Journées de la mémoire et du rapprochement des peuples 3ème édition

Du 3 au 23 mai. Les Anses d’Arlet
La commune des Anses-d’Arlet, en Martinique, accueillera le dimanche 3 mai 2026 le docteur Denis Mukwege, invité d’honneur de l’ouverture de la troisième édition des Journées de la mémoire et du rapprochement des peuples (JMR), qui se dérouleront jusqu’au 23 mai. Cette journée inaugurale sera ponctuée, dès 11 heures, par une cérémonie officielle de dénomination d’une rue en son honneur, suivie à 17 heures de la projection du documentaire Muganga, celui qui soigne, prolongée par un échange avec ce médecin congolais de renommée internationale.

Nées du jumelage entre les Anses-d’Arlet et la ville historique de Ouidah, ces journées s’inscrivent dans la commémoration de l’abolition de l’esclavage, tout en dépassant le cadre d’une simple manifestation culturelle. Elles constituent un acte civique et politique majeur, visant à raviver la mémoire d’une tragédie longtemps tue, alors même que ses répercussions continuent d’imprégner nos sociétés contemporaines à travers le racisme, les préjugés et les discriminations.

Dans un contexte où la communauté internationale reconnaît progressivement l’ampleur de ces crimes, les JMR entendent jouer un rôle essentiel : éclairer l’histoire pour mieux comprendre le présent et contribuer à bâtir un avenir plus juste.
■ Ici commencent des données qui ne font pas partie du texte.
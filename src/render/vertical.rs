//! Vertical columns, tallest at the top, with value and label legends below.

use std::io::{self, Write};

use crate::{
    core::{color::write_styled, config::Config, data::Table, format::shortest},
    render::{
        chart::{Chart, Render},
        normalize::{normalize, normalize_columns},
        row::{Glyphs, ticks},
    },
};

#[derive(Debug, Clone, PartialEq)]
pub struct VerticalChart {
    normal: Vec<Vec<f64>>,
}

impl VerticalChart {
    /// Several categories are only drawn with independent scales; the
    /// caller has rejected the other case.
    #[must_use]
    pub fn new(table: &Table, cfg: &Config) -> Self {
        let normal = if table.category_count() > 1 {
            normalize_columns(table.rows(), cfg.width)
        } else {
            normalize(table.rows(), cfg.width)
        };
        Self { normal }
    }
}

/// Columns for one category, built fresh on every draw.
struct Grid<'g> {
    columns: Vec<Vec<&'g str>>,
    blank: &'g str,
}

impl<'g> Grid<'g> {
    /// A zero-tick bar still shows the minor glyph so every column is visible.
    fn build(normal: impl Iterator<Item = f64>, glyphs: &'g Glyphs) -> Self {
        let columns = normal
            .map(|n| match ticks(n) {
                0 if glyphs.minor.is_empty() => Vec::new(),
                0 => vec![glyphs.minor.as_str()],
                k => vec![glyphs.tick.as_str(); k],
            })
            .collect();
        Self {
            columns,
            blank: " ",
        }
    }

    /// Rows to print: the tallest column's height.
    fn height(&self) -> usize {
        self.columns.iter().map(Vec::len).max().unwrap_or(0)
    }

    /// Row `level` counted from the bottom, cells joined by one space.
    fn row(&self, level: usize) -> String {
        self.columns
            .iter()
            .map(|c| c.get(level).copied().unwrap_or(self.blank))
            .collect::<Vec<_>>()
            .join(" ")
    }
}

/// Print `texts` top to bottom, one character per line, each under its bar.
fn write_legend<W: Write>(out: &mut W, title: &str, texts: &[String]) -> io::Result<()> {
    let n = texts.len();
    writeln!(out, "{}{title}{}", "-".repeat(n), "-".repeat(n))?;

    let chars: Vec<Vec<char>> = texts.iter().map(|t| t.chars().collect()).collect();
    let depth = chars.iter().map(Vec::len).max().unwrap_or(0);
    for k in 0..depth {
        let line: Vec<String> = chars
            .iter()
            .map(|c| c.get(k).copied().unwrap_or(' ').to_string())
            .collect();
        writeln!(out, "{}", line.join(" "))?;
    }
    Ok(())
}

impl Render for VerticalChart {
    fn render<W: Write>(&self, chart: &Chart, out: &mut W) -> io::Result<()> {
        let table = chart.table();
        let cfg = chart.config();
        let glyphs = Glyphs::from_config(cfg);

        for j in 0..table.category_count() {
            let grid = Grid::build(self.normal.iter().map(|r| r[j]), &glyphs);
            for level in (0..grid.height()).rev() {
                write_styled(out, chart.color(j), &grid.row(level))?;
                out.write_all(b"\n")?;
            }

            if !cfg.no_values {
                let values: Vec<String> = table.rows().iter().map(|r| shortest(r[j])).collect();
                write_legend(out, "Values", &values)?;
            }
            if !cfg.no_labels {
                write_legend(out, "Labels", table.labels())?;
            }
            out.write_all(b"\n")?;
        }
        Ok(())
    }

    fn normalized(&self) -> &[Vec<f64>] {
        &self.normal
    }
}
Elles offrent également un espace de célébration de la résilience, des cultures et de la richesse des peuples africains et afro-descendants, tout en affirmant le rayonnement des Anses-d’Arlet comme lieu de mémoire et de dialogue interculturel.

Cette troisième édition accordera une attention particulière aux femmes, dont le rôle déterminant dans les luttes et les résistances, durant et après l’esclavage, demeure trop souvent sous-estimé. À travers elles, c’est toute une histoire de courage et de dignité qui sera mise en lumière.

Fondateur de l’hôpital de Panzi en République démocratique du Congo, le docteur Denis Mukwege, lauréat du prix Nobel de la paix en 2018, incarne un engagement exemplaire en faveur des victimes de violences sexuelles. Surnommé « l’homme qui répare les femmes », il symbolise une lutte universelle pour la justice, la dignité et la reconnaissance des souffrances humaines. Sa présence à l’ouverture des JMR confère à cette édition une portée à la fois mémorielle, éthique et profondément humaine.